Swiftboat Veterans Ad on John Kerry – Sellout (2004)
http://www.youtube.com/watch?v=phqOuEhg9yE
Allow me to paraphrase a quote from the great Matthau-Lemon movie Out to Sea: “I feel so much better. We have a funny Secretary of State!”
“It’s because I’m lost and I need directions.”
Kind of sums up the entire Obama administration.
Hit! Sunk!
So, does that mean there will be no more movies about the religion of terror?
Or does it mean that we won’t be sending our ambassador (who was a covert ops guy in a prior role) to meet with terrorist all by his lonesome?
Or does it mean that when our guys call for help and are painting targets with a laser, it will be weapons free time on the circling aircraft?
Or does it mean that it is it time to lie in front of congress again?
And just which of the “honourable” Congressmen/women/Senators, Judges would dare in their Confederacy of (shills) Dunces as “made men” and soldiers of the capos in government, confronted with a known liar – as in who actuaully is this “honourable member from Massachusetts John Kerry? – “dare to cast the first stone”?
One more preening imbecile, long on vanity and short on brains added to the Waster-in Chief’s coterie of stooges and yes-men. What’s the biggest challenge in the world facing the most powerful nation in the world? Making peace between Israelis and Palestinians.
God help America. (All 57 states.)
“He then meandered into stories of travels with his diplomat father, including wandering into the Russian sector of Berlin”
You left out the biggest howler of all.
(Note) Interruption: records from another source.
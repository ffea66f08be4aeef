//! 导线计算配置
//!
//! 单位换算系数（每单位米数）、捕捉与闭合差阈值、默认方位角记法。
//! 单位字段在文档中既可写数值，也可写单位关键字（如 `"foot_us"`）。

use crate::bearing::BearingFormat;
use crate::error::ConfigError;
use crate::units::{DistanceUnit, UnitContext};
use serde::{Deserialize, Deserializer, Serialize};

/// 单位系数：数值或单位关键字
#[derive(Deserialize)]
#[serde(untagged)]
enum FactorRepr {
    Number(f64),
    Keyword(String),
}

fn deserialize_factor<'de, D>(deserializer: D) -> Result<f64, D::Error>
where
    D: Deserializer<'de>,
{
    match FactorRepr::deserialize(deserializer)? {
        FactorRepr::Number(value) => Ok(value),
        FactorRepr::Keyword(keyword) => parse_unit_keyword(&keyword).map_err(serde::de::Error::custom),
    }
}

/// 单位关键字转换为每单位米数
pub fn parse_unit_keyword(keyword: &str) -> Result<f64, ConfigError> {
    DistanceUnit::from_keyword(keyword.trim())
        .map(DistanceUnit::meters_per_unit)
        .ok_or_else(|| ConfigError::UnknownUnit(keyword.to_string()))
}

/// 导线计算配置
#[derive(Debug, Clone, PartialEq, Serialize, Deserialize)]
#[serde(default)]
pub struct TraverseConfig {
    /// 录入单位（每单位米数）
    #[serde(deserialize_with = "deserialize_factor")]
    pub entry_units_per_meter: f64,
    /// 输出（空间参考）单位
    #[serde(deserialize_with = "deserialize_factor")]
    pub output_units_per_meter: f64,
    /// 地图单位
    #[serde(deserialize_with = "deserialize_factor")]
    pub map_units_per_meter: f64,
    /// 捕捉搜索距离
    pub snap_tolerance: f64,
    /// 闭合差不超过此距离时自动平差
    pub misclose_distance_snap: f64,
    /// 精度比不低于此值时自动平差
    pub misclose_ratio_snap: f64,
    /// 导线统一的方位角记法
    pub bearing_format: BearingFormat,
}

impl Default for TraverseConfig {
    fn default() -> Self {
        Self {
            entry_units_per_meter: 1.0,
            output_units_per_meter: 1.0,
            map_units_per_meter: 1.0,
            snap_tolerance: 10.0,
            misclose_distance_snap: 5.0,
            misclose_ratio_snap: 5000.0,
            bearing_format: BearingFormat::Dms,
        }
    }
}

impl TraverseConfig {
    /// 检查数值合法性
    pub fn validate(&self) -> Result<(), ConfigError> {
        let factors = [
            ("entry_units_per_meter", self.entry_units_per_meter),
            ("output_units_per_meter", self.output_units_per_meter),
            ("map_units_per_meter", self.map_units_per_meter),
        ];
        for (name, value) in factors {
            if !(value.is_finite() && value > 0.0) {
                return Err(ConfigError::InvalidFactor { name, value });
            }
        }

        let thresholds = [
            ("snap_tolerance", self.snap_tolerance),
            ("misclose_distance_snap", self.misclose_distance_snap),
            ("misclose_ratio_snap", self.misclose_ratio_snap),
        ];
        for (name, value) in thresholds {
            if value < 0.0 || value.is_nan() {
                return Err(ConfigError::NegativeThreshold { name, value });
            }
        }
        Ok(())
    }

    /// 录入与输出单位的换算上下文
    pub fn units(&self) -> UnitContext {
        UnitContext::new(self.entry_units_per_meter, self.output_units_per_meter)
    }

    /// 空间参考修正系数：输出单位相对地图单位的比例
    ///
    /// 提供了 Web Mercator 比例修正（且不为 1）时改用该修正乘以输出单位。
    pub fn spatial_reference_scale(&self, web_mercator_scale: Option<f64>) -> f64 {
        match web_mercator_scale {
            Some(k) if k != 1.0 && k.is_finite() && k > 0.0 => k * self.output_units_per_meter,
            _ if self.map_units_per_meter > 0.0 => {
                self.output_units_per_meter / self.map_units_per_meter
            }
            _ => 1.0,
        }
    }
}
Reminiscing about how he rode his bike all around Berlin, including riding it past “Hitler’s tomb”. If a Republican had said that, it would be national news.
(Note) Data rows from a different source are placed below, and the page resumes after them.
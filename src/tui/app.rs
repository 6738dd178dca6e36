//! Application state for the TUI
//!
//! The App struct holds all state needed for rendering and handling events.
//! All ledger mutation goes through the session's action dispatch; the TUI
//! only projects the resulting state.

use crate::session::Session;

use super::dialogs::record::RecordFormState;

/// Currently active dialog (if any)
#[derive(Debug, Clone, Copy, PartialEq, Eq, Default)]
pub enum ActiveDialog {
    #[default]
    None,
    /// The record entry form
    AddRecord,
    /// Confirm deleting the record at this position
    ConfirmDelete(usize),
    Help,
}

/// Main application state
pub struct App<'a> {
    /// The session being driven
    pub session: &'a mut Session,

    /// Whether the app should quit
    pub should_quit: bool,

    /// Currently active dialog
    pub active_dialog: ActiveDialog,

    /// Selected row in the record table
    pub selected_index: usize,

    /// Record entry form state
    pub record_form: RecordFormState,

    /// Status message to display
    pub status_message: Option<String>,
}

impl<'a> App<'a> {
    /// Create a new App instance
    pub fn new(session: &'a mut Session) -> Self {
        Self {
            session,
            should_quit: false,
            active_dialog: ActiveDialog::default(),
            selected_index: 0,
            record_form: RecordFormState::new(),
            status_message: None,
        }
    }

    /// Request to quit the application
    pub fn quit(&mut self) {
        self.should_quit = true;
    }

    /// Set a status message
    pub fn set_status(&mut self, message: impl Into<String>) {
        self.status_message = Some(message.into());
    }

    /// Clear the status message
    pub fn clear_status(&mut self) {
        self.status_message = None;
    }

    /// Open a dialog
    pub fn open_dialog(&mut self, dialog: ActiveDialog) {
        if dialog == ActiveDialog::AddRecord {
            // Fresh form with today's date
            self.record_form = RecordFormState::new();
        }
        self.active_dialog = dialog;
    }

    /// Close the current dialog
    pub fn close_dialog(&mut self) {
        self.active_dialog = ActiveDialog::None;
    }

    /// Check if a dialog is active
    pub fn has_dialog(&self) -> bool {
        !matches!(self.active_dialog, ActiveDialog::None)
    }

    /// Move selection up in the record table
    pub fn move_up(&mut self) {
        if self.selected_index > 0 {
            self.selected_index -= 1;
        }
    }

    /// Move selection down in the record table
    pub fn move_down(&mut self) {
        let max = self.session.ledger().len();
        if self.selected_index < max.saturating_sub(1) {
            self.selected_index += 1;
        }
    }

    /// Keep the selection inside the table after a delete
    pub fn clamp_selection(&mut self) {
        let max = self.session.ledger().len();
        self.selected_index = self.selected_index.min(max.saturating_sub(1));
    }
}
Well, he’s a big heel, so that should work out well.
Unless and until the whole truth about this shameful slaughter of Americans is known across this nation, Kerry cannot promise to ‘ cure ‘ an ailment that has still not been quantified. Our Department of State is a foreign relations disaster – witness Libya and Egypt where we had hard men that we could talk with and now that we helped depose them, we are dealing with , basically, a no-holds-barred Muslim Brotherhood. This is not progress and the thinly veiled threat to Israel is such that I must wonder why and American Jew voted for the Obama way of doing international business.
maybe, seeing as how he is familiar with all things military,
johnny could put together one of those fancy dictator uniforms for his boss,
the kenyan from chicago, hawaii.
you know the kind, chest full of medals, and one of those really big service caps. perhaps that way, when our people go out in harm’s way, and place urgent
and repeated calls for help, our little pimple in chief will be able to see
his own image in the mirror, and remember he is (unfortunately)
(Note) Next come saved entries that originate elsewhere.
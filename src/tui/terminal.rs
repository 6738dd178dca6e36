//! Terminal setup and teardown
//!
//! This module handles initializing and restoring the terminal state,
//! including setting up the panic hook to restore the terminal on crash.

use anyhow::Result;
use crossterm::{
    execute,
    terminal::{disable_raw_mode, enable_raw_mode, EnterAlternateScreen, LeaveAlternateScreen},
};
use ratatui::{backend::CrosstermBackend, Terminal};
use std::io::{self, Stdout};
use std::panic;

use crate::session::Session;

use super::app::App;
use super::event::{Event, EventHandler};
use super::handler::handle_event;

/// Type alias for our terminal
pub type Tui = Terminal<CrosstermBackend<Stdout>>;

/// Initialize the terminal for TUI mode
pub fn init_terminal() -> Result<Tui> {
    // Set up panic hook to restore terminal on panic
    let original_hook = panic::take_hook();
    panic::set_hook(Box::new(move |panic_info| {
        // Restore terminal before printing panic info
        let _ = restore_terminal_impl();
        original_hook(panic_info);
    }));

    // Enable raw mode and enter alternate screen
    enable_raw_mode()?;
    let mut stdout = io::stdout();
    execute!(stdout, EnterAlternateScreen)?;

    // Create terminal
    let backend = CrosstermBackend::new(stdout);
    let terminal = Terminal::new(backend)?;

    Ok(terminal)
}

/// Restore the terminal to its original state
pub fn restore_terminal() -> Result<()> {
    restore_terminal_impl()?;
    Ok(())
}

/// Internal implementation of terminal restoration
fn restore_terminal_impl() -> Result<()> {
    disable_raw_mode()?;
    execute!(io::stdout(), LeaveAlternateScreen)?;
    Ok(())
}

/// Run the TUI application
pub fn run_tui(session: &mut Session) -> Result<()> {
    // Initialize terminal
    let mut terminal = init_terminal()?;

    // Create app state
    let mut app = App::new(session);

    // Create event handler
    let events = EventHandler::default();

    // Main event loop
    loop {
        // Render
        terminal.draw(|frame| {
            super::views::render(frame, &mut app);
        })?;

        // Handle events
        match events.next()? {
            Event::Key(key_event) => {
                handle_event(&mut app, Event::Key(key_event))?;
            }
            Event::Resize(_, _) => {
                // Terminal will redraw automatically
            }
            Event::Tick => {}
        }

        // Check if we should quit
        if app.should_quit {
            break;
        }
    }

    // Restore terminal
    restore_terminal()?;

    Ok(())
}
commander in chief of the most powerful and feared military on earth.
i know its a big transition from his past subservient positions at various chicago mens’ clubs, but one must try. maybe he could pretend ‘its for the children’.
Just what the USA needs as Secretary of State; another millionaire, elitist, liberal progressive.
Members of this economic , social and ideological class have succeeded getting the USA into one war after another since 1898 and they will ALWAYS find a reason why some totally senseless conflict on the other side of the planet is important to US national security.
Frankly, the State Dept. should be reduced in size by 85% and a similar elimination of US embassies around the world should be implemented.
The USA needs to cease being the policeman of the world and begin minding it’s own damn business.
Kerry is just your typical elitist, lefty millionaire that never in his entire life had a private sector job.
He is a leech, a parasite, a disease, just like 90 % of the other “workers” in our tyranny of a govt.
Time for states to secede from our tyrannical union.
Man, that’s a big stack of idiots we have there in DC! Me thinks we’re living on borrowed time here in the the good ol USofA?